[Records drawn from a dataset]
---+---
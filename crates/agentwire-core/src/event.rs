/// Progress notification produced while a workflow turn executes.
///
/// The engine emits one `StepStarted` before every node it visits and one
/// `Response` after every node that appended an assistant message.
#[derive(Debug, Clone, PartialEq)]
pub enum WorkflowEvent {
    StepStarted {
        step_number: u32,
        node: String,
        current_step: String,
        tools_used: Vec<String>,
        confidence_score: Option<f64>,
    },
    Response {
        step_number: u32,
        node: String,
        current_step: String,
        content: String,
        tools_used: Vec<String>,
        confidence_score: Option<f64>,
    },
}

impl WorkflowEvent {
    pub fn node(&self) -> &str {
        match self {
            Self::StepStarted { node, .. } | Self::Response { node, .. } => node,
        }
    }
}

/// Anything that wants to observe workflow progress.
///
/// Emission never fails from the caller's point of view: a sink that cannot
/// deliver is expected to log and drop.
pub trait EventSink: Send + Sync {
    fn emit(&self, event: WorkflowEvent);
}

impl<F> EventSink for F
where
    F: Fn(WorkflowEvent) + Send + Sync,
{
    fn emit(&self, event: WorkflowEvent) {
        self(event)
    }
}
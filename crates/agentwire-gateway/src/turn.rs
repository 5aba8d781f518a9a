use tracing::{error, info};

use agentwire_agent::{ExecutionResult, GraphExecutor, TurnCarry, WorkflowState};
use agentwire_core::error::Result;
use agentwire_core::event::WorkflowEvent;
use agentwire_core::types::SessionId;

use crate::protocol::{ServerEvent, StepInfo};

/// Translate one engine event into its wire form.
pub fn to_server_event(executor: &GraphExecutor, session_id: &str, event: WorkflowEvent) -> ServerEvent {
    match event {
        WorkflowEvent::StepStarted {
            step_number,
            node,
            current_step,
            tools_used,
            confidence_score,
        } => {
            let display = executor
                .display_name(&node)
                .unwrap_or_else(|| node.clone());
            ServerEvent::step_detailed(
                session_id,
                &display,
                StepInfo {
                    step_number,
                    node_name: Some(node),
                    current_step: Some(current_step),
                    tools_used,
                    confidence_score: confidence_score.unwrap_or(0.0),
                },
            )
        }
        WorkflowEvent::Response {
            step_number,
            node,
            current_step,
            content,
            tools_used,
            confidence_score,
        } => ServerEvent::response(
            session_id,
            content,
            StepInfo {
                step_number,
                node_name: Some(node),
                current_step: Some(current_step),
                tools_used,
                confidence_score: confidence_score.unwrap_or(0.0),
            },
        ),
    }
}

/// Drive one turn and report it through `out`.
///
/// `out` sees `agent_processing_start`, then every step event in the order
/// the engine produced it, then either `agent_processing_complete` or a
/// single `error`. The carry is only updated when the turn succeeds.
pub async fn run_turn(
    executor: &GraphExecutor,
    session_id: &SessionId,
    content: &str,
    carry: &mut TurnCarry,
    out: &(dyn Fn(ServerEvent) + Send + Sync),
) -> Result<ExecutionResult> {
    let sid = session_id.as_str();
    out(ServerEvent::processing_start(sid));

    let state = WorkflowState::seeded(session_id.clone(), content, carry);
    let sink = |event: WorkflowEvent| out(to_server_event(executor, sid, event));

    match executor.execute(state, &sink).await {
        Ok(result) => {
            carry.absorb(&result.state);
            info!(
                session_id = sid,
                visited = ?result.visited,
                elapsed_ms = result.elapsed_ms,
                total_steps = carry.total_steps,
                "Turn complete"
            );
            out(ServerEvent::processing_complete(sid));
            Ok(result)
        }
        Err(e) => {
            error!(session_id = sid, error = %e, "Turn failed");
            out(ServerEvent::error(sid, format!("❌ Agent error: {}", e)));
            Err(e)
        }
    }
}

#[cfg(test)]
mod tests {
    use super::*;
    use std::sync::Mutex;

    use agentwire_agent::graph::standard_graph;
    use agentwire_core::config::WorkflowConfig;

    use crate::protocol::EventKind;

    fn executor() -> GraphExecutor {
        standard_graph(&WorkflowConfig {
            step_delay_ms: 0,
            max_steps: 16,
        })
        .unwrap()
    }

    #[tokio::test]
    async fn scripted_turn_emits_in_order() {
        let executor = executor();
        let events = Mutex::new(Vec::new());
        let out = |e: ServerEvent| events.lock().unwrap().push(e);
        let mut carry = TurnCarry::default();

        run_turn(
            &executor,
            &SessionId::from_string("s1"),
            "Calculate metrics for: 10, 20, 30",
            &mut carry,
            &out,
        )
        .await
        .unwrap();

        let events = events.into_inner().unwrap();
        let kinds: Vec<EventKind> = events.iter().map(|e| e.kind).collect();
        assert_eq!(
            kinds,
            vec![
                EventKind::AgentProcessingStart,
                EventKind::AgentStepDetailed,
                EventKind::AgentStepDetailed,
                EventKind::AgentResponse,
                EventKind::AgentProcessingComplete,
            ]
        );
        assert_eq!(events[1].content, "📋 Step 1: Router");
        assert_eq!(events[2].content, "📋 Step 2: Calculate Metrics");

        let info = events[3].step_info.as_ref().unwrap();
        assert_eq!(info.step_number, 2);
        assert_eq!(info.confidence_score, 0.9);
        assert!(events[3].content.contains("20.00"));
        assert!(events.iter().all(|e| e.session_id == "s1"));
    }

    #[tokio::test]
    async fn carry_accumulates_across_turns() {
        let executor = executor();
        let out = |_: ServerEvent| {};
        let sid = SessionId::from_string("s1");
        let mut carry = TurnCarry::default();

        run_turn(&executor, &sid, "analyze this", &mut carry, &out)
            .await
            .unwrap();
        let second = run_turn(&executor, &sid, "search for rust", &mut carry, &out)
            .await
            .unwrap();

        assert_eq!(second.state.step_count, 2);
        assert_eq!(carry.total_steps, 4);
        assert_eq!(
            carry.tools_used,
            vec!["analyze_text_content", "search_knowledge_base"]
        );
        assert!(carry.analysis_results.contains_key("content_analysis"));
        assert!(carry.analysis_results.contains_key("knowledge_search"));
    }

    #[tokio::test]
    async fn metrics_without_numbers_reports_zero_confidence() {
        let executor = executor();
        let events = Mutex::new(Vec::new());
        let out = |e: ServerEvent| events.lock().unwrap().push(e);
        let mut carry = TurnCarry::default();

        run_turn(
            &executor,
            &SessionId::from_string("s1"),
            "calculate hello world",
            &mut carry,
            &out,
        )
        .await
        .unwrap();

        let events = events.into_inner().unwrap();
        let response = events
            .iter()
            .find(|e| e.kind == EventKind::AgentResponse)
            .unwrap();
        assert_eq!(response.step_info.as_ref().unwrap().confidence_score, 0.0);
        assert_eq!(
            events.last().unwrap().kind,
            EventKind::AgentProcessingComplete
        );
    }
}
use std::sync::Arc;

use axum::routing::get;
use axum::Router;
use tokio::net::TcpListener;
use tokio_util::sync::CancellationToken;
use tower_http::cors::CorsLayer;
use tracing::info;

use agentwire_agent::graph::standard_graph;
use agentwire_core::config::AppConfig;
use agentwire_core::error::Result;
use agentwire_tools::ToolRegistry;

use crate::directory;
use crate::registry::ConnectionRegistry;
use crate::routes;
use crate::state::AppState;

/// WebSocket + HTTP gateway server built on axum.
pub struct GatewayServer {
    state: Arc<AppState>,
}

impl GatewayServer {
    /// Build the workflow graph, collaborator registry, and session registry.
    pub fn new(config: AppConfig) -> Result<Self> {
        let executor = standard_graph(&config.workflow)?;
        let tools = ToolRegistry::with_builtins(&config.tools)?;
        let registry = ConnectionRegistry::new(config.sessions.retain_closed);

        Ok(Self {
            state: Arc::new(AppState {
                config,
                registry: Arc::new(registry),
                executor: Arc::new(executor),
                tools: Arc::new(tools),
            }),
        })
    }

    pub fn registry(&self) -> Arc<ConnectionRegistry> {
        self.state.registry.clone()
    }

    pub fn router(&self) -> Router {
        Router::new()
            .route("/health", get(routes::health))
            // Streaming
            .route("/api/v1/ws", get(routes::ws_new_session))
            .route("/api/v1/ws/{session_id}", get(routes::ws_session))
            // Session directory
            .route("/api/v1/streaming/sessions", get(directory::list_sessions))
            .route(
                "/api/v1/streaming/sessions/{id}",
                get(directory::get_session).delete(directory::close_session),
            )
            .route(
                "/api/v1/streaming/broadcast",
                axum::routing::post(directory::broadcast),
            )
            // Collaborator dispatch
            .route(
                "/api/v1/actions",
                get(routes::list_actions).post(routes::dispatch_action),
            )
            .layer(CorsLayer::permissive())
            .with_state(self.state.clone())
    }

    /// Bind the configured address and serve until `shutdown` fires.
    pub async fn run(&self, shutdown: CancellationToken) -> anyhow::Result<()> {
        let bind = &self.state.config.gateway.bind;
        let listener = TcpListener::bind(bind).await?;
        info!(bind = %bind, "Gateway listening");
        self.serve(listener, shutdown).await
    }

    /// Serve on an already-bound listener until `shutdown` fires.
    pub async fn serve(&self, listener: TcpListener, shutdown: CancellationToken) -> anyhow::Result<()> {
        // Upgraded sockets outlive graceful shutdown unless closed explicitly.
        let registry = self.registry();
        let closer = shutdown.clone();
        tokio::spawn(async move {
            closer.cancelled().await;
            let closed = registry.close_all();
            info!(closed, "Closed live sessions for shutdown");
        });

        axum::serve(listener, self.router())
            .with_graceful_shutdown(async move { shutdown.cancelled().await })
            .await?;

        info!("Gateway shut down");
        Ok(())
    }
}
---+---
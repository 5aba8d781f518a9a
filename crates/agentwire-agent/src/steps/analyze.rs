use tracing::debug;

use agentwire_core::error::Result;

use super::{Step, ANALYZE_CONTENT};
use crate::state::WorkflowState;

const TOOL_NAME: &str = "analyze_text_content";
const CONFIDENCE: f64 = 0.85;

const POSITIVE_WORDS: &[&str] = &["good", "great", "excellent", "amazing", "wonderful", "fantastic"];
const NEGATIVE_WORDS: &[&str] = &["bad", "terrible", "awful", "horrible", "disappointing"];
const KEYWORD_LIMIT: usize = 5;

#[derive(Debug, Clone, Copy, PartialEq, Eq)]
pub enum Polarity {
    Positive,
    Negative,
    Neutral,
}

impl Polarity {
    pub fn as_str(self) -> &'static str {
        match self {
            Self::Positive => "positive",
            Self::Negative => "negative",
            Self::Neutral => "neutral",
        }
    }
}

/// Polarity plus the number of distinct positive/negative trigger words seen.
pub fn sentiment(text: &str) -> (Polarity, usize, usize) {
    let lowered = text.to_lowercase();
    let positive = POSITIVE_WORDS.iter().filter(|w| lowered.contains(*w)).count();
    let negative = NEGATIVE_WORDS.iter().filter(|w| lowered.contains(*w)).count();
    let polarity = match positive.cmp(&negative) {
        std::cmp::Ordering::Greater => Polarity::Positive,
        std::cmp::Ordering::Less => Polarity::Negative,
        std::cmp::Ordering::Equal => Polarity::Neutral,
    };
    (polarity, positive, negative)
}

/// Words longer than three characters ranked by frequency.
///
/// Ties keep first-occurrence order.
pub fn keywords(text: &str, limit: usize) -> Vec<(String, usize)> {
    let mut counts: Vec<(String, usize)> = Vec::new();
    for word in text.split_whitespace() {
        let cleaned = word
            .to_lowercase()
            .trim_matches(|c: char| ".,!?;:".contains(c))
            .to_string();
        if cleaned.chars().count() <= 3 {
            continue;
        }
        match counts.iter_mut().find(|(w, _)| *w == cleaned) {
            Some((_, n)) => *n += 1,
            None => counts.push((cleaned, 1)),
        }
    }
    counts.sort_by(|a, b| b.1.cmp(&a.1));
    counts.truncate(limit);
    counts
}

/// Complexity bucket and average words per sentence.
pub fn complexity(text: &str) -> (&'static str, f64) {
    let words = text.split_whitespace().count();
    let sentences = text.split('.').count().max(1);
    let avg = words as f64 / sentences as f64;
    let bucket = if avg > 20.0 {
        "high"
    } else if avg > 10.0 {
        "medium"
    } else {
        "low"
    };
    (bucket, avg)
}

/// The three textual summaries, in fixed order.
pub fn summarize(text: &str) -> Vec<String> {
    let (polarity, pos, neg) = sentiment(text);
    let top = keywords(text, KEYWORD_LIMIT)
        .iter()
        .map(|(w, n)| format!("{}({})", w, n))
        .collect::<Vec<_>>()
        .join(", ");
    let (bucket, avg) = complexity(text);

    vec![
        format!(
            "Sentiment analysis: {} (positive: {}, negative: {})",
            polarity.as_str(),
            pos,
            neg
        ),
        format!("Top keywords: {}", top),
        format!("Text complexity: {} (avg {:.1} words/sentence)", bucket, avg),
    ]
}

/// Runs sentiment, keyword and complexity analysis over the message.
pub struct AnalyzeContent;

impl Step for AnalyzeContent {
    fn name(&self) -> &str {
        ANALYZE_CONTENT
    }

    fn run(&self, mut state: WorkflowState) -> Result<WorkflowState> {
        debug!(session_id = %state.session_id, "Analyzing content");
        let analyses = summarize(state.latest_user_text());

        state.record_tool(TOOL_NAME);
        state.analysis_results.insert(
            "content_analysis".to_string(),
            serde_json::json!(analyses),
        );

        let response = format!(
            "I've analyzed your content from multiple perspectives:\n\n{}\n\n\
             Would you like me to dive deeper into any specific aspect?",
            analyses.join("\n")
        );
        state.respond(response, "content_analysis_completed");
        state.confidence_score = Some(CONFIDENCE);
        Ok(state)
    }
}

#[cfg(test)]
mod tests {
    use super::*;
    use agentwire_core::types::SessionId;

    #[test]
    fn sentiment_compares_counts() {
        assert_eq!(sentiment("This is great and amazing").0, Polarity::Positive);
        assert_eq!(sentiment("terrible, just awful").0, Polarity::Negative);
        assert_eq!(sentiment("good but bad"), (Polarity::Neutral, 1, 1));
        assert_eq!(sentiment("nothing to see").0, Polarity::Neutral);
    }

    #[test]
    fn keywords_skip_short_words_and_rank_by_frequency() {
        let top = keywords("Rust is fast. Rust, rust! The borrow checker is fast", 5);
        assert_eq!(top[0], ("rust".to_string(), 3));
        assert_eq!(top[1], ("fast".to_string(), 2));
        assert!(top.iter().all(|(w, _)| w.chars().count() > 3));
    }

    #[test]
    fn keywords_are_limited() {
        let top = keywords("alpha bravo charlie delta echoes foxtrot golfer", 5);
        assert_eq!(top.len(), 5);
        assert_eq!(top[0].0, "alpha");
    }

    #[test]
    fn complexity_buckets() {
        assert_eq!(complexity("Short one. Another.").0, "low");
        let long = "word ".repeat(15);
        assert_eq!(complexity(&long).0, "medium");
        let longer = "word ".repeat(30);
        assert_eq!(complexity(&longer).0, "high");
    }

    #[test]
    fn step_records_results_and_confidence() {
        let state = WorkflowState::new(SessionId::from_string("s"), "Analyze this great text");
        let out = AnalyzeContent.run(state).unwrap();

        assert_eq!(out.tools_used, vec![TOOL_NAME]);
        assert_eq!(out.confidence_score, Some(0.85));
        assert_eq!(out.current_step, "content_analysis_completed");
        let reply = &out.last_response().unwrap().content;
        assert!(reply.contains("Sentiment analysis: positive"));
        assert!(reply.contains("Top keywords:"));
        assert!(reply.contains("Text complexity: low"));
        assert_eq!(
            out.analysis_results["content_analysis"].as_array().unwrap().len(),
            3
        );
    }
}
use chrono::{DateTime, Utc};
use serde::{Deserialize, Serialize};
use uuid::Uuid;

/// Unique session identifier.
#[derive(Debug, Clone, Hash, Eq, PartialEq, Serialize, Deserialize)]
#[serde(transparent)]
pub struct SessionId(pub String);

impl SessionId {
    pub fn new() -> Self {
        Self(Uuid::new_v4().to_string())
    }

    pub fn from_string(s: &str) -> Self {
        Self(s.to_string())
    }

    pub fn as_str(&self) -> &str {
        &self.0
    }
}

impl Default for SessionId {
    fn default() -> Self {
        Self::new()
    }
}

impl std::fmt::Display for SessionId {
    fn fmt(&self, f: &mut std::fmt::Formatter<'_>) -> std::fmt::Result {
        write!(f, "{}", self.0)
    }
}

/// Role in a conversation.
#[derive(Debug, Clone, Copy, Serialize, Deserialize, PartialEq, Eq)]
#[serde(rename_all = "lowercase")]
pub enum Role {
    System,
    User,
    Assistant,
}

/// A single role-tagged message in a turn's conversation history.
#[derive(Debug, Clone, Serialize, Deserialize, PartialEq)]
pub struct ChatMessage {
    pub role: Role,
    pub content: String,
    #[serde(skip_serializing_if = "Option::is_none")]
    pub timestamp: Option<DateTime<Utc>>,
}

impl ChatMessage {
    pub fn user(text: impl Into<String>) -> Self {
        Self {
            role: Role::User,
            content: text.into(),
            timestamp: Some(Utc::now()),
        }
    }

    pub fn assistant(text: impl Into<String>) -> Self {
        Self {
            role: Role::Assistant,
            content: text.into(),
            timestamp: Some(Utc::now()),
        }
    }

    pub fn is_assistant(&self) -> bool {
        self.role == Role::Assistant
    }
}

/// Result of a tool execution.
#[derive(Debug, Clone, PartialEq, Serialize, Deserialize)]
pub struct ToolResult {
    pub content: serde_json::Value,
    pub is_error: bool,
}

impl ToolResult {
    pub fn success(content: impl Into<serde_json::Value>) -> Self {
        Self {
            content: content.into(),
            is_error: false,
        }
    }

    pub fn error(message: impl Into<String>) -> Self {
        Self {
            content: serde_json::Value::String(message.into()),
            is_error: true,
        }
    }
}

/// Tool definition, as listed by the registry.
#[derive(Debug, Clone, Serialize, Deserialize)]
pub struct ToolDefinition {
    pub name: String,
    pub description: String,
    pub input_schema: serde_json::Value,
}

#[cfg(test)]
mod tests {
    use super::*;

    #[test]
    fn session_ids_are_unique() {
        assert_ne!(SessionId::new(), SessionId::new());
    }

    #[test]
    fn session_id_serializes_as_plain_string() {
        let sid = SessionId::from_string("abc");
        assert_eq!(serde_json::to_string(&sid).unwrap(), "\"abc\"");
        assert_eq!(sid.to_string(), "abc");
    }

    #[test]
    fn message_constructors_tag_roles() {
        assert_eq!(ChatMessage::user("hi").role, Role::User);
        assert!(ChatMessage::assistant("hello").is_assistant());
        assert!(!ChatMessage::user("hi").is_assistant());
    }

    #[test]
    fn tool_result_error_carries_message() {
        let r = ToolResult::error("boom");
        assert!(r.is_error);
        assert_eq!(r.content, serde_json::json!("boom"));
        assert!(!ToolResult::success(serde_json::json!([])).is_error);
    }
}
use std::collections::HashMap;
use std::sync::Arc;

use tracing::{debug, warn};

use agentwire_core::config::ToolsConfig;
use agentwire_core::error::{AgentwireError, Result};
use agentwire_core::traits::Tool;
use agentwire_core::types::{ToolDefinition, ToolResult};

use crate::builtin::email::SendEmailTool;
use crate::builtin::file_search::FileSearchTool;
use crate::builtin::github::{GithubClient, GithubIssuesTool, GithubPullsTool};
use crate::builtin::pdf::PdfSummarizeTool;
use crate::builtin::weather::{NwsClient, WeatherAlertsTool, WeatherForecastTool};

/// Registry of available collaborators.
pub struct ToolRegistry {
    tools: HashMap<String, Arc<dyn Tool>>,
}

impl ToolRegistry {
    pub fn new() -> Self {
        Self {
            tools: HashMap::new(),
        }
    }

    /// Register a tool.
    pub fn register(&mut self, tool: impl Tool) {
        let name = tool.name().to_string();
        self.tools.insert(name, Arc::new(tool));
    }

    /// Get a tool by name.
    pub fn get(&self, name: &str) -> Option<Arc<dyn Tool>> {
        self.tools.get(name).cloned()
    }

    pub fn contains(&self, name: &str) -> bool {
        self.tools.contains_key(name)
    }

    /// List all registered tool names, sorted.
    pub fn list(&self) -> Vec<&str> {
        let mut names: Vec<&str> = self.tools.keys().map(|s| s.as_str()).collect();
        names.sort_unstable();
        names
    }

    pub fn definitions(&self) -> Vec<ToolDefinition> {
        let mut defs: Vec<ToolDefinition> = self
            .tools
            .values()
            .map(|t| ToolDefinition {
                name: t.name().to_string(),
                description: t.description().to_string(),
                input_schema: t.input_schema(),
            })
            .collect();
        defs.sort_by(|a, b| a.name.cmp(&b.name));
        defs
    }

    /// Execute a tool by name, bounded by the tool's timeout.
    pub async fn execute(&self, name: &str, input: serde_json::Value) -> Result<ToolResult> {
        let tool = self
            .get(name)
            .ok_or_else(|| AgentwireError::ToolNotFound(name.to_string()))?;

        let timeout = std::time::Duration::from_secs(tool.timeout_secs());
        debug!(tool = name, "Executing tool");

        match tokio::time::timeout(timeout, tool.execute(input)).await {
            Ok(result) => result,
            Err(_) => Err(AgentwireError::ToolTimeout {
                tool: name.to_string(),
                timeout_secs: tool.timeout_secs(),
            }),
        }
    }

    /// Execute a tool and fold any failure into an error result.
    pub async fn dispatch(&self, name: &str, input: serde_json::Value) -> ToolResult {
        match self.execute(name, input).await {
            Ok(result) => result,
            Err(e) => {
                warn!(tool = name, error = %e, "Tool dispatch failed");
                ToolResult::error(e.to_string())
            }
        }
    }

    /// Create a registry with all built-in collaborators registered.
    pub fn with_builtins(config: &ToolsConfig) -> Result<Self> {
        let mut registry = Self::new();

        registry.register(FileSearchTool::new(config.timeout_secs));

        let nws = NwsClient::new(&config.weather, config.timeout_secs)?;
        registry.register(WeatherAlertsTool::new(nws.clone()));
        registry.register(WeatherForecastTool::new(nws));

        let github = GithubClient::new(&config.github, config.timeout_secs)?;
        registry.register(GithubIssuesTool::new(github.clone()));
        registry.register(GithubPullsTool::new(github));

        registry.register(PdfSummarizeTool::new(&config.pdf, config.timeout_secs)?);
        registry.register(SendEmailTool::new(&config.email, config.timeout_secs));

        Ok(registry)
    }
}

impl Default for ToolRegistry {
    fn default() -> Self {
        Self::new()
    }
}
---+---
#### What you need to do
Check each line above for the string "WorkflowConfig" and copy every line that has it.

#### Problem solution
    use agentwire_core::config::WorkflowConfig;
        standard_graph(&WorkflowConfig {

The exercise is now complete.